More Updates On Being A Public Charge

In 2018 USCIS proposed changing the rules on what is considered a “public charge” for inadmissibility purposes. In 2019, USCIS published the final rules on it, and litigation ensued. The case went all the way to the U.S. Supreme Court and on January 27, 2020, the Court found that the proposed regulations were valid. As such, all applicants in the U.S. that are applying for visas or green cards will be subject to these rules. The new rules are planned to take effect on February 24, 2020 in all of the U.S., except for applicants residing in the state of Illinois.

Revised the regulations to consider a larger range of public benefits when determining whether an individual is considered a “public charge” which would make an applicant inadmissible. Benefits that are considered to render one a public charge include 1) cash support for income maintenance; 2) non-emergency Medicaid; 3) Supplemental Nutrition Assistance Program, such, as food stamps; and 4) Housing Assistance, such as public housing or Section 8 vouchers. So, certain state or local program benefits does not count. For example, in California, Women Infants and Children (WIC) aid does not make one a public charge. Also, supplemental security income is no longer included in the list of benefits.

Also, it is important to note that this policy is not retroactive. Any applications, approvals, receipt of any of these benefits before February 24, 2020 will not be weighed against you. Furthermore, certain categories of people are exempt for this rule, such as asylees and U visa recipients.

The new policy also outlines out what other factors can be considered when making a public charge determination: applicant’s age; health; family status; assets, resources, and financial status; education and skills; prospective immigration status and expected period of admission; and a sufficient affidavit of support. USCIS will weigh all the negative factors against the positive factors to make that determination.

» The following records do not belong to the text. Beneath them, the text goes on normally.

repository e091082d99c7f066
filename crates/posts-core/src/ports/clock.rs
use chrono::{DateTime, Utc};

/// Source of the current time for timestamps written by the service.
pub trait Clock: Send + Sync {
    fn now(&self) -> DateTime<Utc>;
}

/// Wall-clock time.
#[derive(Debug, Clone, Copy, Default)]
pub struct SystemClock;

impl Clock for SystemClock {
    fn now(&self) -> DateTime<Utc> {
        Utc::now()
    }
}
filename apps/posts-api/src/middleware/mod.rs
//! Middleware modules.

pub mod auth;
pub mod cors;
pub mod error;
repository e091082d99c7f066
//! Identity resolution port.

use async_trait::async_trait;

use crate::domain::ResolvedIdentity;

/// Resolves a bearer token into the identity that owns it.
///
/// Implementations must not cache: every call reflects the authority's
/// current view of the token.
#[async_trait]
pub trait IdentityResolver: Send + Sync {
    async fn resolve(&self, token: &str) -> Result<ResolvedIdentity, AuthError>;
}

/// Identity resolution errors.
#[derive(Debug, Clone, PartialEq, Eq, thiserror::Error)]
pub enum AuthError {
    #[error("Invalid token")]
    InvalidToken,

    #[error("Identity service returned status {status}: {body}")]
    UpstreamError { status: u16, body: String },

    #[error("Identity service unavailable: {0}")]
    UpstreamUnavailable(String),

    #[error("Malformed identity response: {0}")]
    MalformedResponse(String),
}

Applicants are also required to now file a separate form regarding the general financial health of the applicant and their family. The process is becoming more difficult and many people will be affected. It is more important now than ever to speak to a knowledgeable attorney before applying for a visa or green card. The laws are changing everyday, and being litigated. Stay vigilant and speak to an attorney before you apply for any immigration benefits.